Brief:
Copy nothing but the lines below running from the line containing "pub struct BollingerBand" through the line containing "single closed trade", both end lines included.
---------- Records shown ----------
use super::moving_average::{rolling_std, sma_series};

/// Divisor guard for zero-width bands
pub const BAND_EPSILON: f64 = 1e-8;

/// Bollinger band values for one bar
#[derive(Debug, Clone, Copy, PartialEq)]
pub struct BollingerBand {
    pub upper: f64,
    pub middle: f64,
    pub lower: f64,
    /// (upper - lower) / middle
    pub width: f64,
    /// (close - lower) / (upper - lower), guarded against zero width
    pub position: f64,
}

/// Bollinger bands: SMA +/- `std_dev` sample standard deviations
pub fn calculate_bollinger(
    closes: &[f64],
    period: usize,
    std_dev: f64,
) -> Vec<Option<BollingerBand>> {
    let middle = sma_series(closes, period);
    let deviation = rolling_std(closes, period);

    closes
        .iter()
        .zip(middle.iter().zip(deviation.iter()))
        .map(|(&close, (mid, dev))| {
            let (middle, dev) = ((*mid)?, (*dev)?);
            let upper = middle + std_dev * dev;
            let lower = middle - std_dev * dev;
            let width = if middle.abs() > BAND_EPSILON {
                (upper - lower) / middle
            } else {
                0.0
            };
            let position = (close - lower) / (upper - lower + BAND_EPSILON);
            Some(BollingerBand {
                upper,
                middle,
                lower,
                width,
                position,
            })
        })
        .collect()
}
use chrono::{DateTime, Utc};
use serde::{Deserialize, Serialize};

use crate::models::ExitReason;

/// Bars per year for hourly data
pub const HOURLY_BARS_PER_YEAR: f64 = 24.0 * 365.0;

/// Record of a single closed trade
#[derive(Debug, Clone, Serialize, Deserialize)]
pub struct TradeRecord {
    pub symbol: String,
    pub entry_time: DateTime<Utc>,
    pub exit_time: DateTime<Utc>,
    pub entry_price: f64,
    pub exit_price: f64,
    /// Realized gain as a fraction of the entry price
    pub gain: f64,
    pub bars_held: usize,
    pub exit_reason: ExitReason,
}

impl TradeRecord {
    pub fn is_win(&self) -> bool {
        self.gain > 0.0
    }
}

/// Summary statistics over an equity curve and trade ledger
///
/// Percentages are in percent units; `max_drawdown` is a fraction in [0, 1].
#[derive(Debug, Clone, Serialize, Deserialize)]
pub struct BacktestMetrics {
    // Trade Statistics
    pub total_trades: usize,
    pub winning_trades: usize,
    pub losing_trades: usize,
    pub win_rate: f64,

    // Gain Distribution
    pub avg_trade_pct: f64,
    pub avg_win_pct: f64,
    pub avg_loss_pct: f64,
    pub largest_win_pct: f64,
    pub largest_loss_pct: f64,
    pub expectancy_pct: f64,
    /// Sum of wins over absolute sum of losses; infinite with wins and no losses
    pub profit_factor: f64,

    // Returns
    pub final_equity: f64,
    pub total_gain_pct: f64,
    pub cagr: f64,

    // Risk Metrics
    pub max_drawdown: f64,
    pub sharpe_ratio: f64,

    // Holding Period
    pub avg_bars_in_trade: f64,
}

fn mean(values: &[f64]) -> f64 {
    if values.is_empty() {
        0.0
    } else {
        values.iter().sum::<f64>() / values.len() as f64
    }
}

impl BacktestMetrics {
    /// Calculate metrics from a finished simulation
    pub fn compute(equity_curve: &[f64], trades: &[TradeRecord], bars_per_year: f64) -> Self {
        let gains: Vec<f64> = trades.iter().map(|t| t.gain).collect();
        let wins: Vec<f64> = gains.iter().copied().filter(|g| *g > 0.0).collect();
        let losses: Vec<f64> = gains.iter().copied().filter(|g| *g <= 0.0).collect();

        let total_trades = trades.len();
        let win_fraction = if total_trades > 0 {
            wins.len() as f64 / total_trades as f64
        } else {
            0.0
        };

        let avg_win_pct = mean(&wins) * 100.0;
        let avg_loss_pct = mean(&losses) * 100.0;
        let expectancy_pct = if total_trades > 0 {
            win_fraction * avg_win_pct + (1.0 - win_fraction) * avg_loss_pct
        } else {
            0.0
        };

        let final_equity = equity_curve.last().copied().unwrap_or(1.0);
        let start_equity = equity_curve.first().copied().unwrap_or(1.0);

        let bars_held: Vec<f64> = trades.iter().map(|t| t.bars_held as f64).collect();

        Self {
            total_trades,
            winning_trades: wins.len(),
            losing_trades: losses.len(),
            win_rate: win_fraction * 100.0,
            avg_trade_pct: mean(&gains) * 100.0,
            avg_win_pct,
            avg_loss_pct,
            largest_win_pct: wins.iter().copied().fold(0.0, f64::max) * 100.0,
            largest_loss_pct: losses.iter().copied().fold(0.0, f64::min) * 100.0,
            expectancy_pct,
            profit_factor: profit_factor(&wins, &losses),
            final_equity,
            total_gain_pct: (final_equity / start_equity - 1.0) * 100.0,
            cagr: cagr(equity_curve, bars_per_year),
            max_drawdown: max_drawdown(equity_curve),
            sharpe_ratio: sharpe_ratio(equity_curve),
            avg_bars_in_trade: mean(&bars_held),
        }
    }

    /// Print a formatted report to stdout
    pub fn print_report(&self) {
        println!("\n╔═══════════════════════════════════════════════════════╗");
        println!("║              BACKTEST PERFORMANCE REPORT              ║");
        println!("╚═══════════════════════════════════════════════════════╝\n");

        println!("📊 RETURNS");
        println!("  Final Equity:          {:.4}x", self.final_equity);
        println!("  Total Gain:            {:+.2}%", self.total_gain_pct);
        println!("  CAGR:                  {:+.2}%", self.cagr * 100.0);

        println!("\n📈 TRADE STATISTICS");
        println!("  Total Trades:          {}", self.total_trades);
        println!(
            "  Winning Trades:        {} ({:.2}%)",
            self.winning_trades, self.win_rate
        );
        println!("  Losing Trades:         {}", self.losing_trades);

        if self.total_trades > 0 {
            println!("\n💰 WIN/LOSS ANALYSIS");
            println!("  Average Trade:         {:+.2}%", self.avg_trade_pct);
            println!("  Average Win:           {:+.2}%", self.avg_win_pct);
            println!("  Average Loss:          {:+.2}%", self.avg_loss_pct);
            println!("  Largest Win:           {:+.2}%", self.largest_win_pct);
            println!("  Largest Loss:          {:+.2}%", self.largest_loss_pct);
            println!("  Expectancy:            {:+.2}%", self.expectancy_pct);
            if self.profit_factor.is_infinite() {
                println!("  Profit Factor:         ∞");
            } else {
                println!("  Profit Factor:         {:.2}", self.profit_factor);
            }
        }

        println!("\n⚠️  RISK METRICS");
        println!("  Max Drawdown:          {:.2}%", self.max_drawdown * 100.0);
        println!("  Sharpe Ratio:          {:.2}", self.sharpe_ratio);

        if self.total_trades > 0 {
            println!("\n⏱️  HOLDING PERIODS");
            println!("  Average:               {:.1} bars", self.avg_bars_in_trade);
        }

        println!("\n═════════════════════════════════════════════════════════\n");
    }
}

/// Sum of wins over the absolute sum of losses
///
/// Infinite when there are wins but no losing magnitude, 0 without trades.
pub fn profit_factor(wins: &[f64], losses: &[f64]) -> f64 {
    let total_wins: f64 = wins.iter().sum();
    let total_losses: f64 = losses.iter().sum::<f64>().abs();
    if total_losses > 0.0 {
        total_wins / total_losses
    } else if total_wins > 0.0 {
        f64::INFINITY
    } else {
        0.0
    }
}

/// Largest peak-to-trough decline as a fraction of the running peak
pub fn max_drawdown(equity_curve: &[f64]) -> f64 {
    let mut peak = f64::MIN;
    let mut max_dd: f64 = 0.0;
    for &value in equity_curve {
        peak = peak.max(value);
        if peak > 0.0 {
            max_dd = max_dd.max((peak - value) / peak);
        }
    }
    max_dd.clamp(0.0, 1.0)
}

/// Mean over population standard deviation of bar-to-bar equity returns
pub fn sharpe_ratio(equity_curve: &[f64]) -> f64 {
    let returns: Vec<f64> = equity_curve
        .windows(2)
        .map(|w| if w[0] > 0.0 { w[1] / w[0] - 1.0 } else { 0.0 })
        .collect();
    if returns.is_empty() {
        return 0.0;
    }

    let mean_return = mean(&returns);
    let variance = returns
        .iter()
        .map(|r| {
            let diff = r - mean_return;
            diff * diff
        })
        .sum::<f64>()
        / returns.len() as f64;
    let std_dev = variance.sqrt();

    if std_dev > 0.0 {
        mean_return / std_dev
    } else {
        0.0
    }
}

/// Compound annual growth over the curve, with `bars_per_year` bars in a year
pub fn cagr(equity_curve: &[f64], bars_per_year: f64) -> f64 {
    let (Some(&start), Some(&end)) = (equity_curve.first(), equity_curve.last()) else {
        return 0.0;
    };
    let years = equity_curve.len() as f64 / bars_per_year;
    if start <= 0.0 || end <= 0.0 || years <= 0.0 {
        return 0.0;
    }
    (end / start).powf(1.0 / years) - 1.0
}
----------
Task response:
pub struct BollingerBand {
    pub upper: f64,
    pub middle: f64,
    pub lower: f64,
    /// (upper - lower) / middle
    pub width: f64,
    /// (close - lower) / (upper - lower), guarded against zero width
    pub position: f64,
}

/// Bollinger bands: SMA +/- `std_dev` sample standard deviations
pub fn calculate_bollinger(
    closes: &[f64],
    period: usize,
    std_dev: f64,
) -> Vec<Option<BollingerBand>> {
    let middle = sma_series(closes, period);
    let deviation = rolling_std(closes, period);

    closes
        .iter()
        .zip(middle.iter().zip(deviation.iter()))
        .map(|(&close, (mid, dev))| {
            let (middle, dev) = ((*mid)?, (*dev)?);
            let upper = middle + std_dev * dev;
            let lower = middle - std_dev * dev;
            let width = if middle.abs() > BAND_EPSILON {
                (upper - lower) / middle
            } else {
                0.0
            };
            let position = (close - lower) / (upper - lower + BAND_EPSILON);
            Some(BollingerBand {
                upper,
                middle,
                lower,
                width,
                position,
            })
        })
        .collect()
}
use chrono::{DateTime, Utc};
use serde::{Deserialize, Serialize};

use crate::models::ExitReason;

/// Bars per year for hourly data
pub const HOURLY_BARS_PER_YEAR: f64 = 24.0 * 365.0;

/// Record of a single closed trade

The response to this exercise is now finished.